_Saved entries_
..............................

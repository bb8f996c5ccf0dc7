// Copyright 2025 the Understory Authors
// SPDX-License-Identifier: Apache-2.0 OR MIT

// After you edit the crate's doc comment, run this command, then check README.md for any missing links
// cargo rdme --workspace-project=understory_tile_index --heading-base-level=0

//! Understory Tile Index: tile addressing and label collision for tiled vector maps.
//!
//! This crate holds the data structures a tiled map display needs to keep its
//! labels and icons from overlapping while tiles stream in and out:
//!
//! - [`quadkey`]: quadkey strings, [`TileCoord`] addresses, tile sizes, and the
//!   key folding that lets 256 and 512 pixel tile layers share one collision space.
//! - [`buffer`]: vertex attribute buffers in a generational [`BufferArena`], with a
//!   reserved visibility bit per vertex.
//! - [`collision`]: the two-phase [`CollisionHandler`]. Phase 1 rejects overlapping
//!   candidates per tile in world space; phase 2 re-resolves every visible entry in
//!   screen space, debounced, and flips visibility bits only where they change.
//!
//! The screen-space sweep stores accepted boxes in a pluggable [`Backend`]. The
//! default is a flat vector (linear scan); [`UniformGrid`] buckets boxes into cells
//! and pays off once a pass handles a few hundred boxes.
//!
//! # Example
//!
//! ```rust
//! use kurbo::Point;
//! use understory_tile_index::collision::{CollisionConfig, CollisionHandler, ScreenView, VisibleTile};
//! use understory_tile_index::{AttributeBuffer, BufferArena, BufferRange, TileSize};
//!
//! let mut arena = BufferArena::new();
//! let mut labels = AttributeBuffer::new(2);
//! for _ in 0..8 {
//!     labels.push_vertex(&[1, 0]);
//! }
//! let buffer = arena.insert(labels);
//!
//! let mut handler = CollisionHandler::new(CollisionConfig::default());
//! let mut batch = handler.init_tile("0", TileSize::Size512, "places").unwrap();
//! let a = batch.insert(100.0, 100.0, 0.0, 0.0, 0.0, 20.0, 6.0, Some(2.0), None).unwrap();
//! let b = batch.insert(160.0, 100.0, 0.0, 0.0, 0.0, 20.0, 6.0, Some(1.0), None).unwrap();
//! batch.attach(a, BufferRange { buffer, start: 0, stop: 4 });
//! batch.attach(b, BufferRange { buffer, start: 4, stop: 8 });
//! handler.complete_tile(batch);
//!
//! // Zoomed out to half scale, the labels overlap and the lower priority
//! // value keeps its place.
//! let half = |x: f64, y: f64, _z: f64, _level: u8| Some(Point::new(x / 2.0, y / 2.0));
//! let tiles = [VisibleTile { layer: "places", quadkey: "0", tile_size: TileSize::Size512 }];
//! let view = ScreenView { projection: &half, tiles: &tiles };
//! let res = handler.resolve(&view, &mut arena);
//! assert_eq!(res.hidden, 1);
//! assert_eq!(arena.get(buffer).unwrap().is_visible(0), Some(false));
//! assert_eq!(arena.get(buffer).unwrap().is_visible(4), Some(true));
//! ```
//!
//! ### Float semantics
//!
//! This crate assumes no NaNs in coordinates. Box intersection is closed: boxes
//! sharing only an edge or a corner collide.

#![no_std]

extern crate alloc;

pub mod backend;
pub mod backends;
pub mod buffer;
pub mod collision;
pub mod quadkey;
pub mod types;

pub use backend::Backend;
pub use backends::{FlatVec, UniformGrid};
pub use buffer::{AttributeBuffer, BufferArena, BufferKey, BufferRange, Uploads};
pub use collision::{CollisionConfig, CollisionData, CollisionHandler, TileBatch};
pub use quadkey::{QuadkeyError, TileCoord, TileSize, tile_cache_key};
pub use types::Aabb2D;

..............................

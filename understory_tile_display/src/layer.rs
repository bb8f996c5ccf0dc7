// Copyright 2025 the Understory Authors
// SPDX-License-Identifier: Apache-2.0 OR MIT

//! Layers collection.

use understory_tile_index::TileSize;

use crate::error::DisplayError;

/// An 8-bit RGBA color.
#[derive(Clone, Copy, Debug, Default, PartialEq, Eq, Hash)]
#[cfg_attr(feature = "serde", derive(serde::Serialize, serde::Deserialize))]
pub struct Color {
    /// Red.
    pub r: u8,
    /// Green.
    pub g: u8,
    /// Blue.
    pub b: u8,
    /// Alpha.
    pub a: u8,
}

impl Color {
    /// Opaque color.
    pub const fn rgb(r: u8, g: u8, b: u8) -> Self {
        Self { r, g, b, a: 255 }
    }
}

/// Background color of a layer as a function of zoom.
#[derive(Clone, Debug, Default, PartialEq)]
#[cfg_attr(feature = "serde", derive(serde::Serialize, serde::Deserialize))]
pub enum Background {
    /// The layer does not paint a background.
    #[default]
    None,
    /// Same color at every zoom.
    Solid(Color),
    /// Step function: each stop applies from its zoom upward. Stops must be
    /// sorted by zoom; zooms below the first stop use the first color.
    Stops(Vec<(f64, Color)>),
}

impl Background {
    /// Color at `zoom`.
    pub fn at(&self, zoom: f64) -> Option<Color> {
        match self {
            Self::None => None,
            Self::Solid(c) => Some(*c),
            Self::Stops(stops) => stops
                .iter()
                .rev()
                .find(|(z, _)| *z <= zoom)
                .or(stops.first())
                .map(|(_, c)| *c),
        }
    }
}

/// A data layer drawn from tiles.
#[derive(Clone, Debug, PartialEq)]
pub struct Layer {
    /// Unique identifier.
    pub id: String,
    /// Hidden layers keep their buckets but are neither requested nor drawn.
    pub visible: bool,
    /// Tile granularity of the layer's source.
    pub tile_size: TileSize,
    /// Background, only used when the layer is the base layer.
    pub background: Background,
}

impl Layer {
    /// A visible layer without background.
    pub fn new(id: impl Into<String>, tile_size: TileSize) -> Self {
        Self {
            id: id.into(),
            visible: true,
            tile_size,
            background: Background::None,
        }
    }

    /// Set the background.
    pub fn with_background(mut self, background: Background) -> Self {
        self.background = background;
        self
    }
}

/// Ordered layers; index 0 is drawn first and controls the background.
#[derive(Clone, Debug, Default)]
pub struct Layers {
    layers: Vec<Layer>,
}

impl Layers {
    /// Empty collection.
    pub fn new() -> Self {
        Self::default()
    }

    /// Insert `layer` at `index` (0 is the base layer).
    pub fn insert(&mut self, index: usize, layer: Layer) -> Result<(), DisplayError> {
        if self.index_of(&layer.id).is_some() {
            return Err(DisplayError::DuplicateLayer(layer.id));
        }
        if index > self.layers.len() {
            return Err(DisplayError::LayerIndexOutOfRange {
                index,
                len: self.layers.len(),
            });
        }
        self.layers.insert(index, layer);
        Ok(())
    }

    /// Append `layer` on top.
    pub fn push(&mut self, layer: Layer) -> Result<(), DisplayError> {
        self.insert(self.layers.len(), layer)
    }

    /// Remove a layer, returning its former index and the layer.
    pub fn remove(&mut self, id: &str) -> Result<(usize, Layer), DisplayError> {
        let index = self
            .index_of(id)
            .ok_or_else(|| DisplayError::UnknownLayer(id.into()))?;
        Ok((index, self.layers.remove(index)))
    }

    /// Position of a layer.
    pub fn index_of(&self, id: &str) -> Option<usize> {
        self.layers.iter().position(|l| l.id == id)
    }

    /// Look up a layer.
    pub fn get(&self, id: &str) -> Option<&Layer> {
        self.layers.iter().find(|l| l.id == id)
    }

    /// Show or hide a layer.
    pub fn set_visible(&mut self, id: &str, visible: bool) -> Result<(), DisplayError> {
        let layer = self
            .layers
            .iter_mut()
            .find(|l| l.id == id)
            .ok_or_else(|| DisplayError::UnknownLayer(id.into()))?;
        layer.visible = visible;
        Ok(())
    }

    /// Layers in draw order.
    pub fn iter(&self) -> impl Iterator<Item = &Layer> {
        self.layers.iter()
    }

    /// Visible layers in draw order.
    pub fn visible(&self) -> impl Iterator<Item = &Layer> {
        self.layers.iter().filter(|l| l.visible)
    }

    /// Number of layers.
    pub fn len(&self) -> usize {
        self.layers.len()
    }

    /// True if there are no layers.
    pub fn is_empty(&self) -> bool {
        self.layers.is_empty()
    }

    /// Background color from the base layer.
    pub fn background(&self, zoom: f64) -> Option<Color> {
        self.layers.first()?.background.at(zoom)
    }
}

..............................

_About this task_
Only one number is wanted: how many lines in the records above contain the string "impl".

_Task output_
7